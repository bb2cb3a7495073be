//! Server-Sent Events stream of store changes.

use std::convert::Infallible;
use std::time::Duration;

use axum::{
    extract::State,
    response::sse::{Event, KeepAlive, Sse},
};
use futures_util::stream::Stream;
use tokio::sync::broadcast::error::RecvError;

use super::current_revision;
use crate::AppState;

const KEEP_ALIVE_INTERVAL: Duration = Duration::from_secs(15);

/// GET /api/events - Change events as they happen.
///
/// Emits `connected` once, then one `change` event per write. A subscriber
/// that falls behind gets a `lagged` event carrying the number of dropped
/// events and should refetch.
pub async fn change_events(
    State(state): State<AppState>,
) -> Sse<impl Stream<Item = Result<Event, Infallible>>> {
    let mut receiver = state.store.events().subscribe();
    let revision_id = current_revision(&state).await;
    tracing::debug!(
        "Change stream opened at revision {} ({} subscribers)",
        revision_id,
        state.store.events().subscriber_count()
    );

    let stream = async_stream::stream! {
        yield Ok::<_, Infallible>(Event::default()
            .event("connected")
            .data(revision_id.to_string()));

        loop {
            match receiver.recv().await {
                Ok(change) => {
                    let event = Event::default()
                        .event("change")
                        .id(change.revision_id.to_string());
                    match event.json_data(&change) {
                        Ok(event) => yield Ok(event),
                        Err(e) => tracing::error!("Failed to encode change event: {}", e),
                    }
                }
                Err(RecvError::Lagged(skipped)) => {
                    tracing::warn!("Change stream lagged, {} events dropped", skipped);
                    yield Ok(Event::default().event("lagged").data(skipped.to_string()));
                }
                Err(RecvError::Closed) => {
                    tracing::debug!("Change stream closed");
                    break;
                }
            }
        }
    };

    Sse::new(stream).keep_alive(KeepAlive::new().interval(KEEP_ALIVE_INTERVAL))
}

==

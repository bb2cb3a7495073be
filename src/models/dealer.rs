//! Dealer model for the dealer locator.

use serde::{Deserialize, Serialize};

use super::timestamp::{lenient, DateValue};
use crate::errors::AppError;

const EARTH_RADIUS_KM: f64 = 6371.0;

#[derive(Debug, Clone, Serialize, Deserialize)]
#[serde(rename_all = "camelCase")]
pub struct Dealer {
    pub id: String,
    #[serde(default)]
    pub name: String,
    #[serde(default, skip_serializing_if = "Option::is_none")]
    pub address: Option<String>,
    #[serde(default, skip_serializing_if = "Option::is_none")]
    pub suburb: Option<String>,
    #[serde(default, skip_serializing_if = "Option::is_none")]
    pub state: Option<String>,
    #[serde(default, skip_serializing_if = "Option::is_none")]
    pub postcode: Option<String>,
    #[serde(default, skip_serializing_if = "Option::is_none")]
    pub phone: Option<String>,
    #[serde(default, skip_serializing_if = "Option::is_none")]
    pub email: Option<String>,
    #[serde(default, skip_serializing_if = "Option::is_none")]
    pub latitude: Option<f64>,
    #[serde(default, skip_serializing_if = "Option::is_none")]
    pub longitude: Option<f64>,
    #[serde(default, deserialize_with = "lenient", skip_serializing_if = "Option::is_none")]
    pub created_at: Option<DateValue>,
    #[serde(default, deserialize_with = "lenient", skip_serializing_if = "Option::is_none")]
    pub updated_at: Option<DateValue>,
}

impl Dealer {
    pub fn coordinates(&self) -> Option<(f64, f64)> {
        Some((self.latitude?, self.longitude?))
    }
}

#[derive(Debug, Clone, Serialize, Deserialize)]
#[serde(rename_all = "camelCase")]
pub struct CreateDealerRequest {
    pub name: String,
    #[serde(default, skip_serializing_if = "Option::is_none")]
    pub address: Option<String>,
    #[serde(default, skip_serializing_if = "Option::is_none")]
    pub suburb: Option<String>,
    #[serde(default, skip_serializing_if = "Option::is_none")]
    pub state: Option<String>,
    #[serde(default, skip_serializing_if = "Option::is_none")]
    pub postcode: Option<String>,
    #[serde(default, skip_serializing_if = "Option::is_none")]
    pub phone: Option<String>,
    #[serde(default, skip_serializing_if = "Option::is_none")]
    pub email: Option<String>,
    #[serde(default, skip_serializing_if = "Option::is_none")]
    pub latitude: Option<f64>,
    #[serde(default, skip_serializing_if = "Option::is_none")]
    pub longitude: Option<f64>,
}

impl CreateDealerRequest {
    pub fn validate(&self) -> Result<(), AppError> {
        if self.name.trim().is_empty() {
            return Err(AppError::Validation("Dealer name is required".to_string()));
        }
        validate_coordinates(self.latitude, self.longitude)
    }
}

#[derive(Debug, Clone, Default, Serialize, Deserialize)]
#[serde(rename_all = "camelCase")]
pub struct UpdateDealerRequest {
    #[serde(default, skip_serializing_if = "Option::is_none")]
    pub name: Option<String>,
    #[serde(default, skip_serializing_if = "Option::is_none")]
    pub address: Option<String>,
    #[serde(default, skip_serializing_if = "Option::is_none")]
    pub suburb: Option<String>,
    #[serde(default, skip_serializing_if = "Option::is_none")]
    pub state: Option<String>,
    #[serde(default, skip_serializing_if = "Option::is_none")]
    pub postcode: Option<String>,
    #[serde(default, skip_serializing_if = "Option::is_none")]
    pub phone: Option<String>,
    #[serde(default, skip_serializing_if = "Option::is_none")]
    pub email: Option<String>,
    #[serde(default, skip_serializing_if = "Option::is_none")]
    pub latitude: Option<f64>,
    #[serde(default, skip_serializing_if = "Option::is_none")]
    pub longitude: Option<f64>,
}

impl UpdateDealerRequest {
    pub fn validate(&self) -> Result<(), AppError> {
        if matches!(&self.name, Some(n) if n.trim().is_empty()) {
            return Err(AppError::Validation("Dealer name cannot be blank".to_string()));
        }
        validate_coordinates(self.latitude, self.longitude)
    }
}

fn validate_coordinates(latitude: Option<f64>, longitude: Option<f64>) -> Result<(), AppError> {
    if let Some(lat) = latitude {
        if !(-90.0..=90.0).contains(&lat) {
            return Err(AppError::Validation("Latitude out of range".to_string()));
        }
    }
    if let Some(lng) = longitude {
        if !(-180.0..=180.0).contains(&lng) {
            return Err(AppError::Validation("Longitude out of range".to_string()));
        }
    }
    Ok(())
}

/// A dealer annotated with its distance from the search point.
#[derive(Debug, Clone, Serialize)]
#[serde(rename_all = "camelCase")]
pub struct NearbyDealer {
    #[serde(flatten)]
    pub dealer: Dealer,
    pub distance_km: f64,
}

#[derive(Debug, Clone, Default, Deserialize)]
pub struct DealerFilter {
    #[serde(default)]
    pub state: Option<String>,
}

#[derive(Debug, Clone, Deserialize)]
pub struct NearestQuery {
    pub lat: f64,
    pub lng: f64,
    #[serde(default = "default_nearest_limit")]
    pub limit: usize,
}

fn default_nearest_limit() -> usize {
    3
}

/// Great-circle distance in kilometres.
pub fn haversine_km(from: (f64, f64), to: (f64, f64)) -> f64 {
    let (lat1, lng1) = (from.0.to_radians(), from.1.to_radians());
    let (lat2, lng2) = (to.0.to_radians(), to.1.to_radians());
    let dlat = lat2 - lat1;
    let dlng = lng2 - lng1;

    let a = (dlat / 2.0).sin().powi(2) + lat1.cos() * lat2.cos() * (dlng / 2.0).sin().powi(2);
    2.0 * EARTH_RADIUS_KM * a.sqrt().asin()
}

→ Problem requirements
Above are several records. Count the lines among them that contain "skipped" and give only the total.

→ Reply to the task
3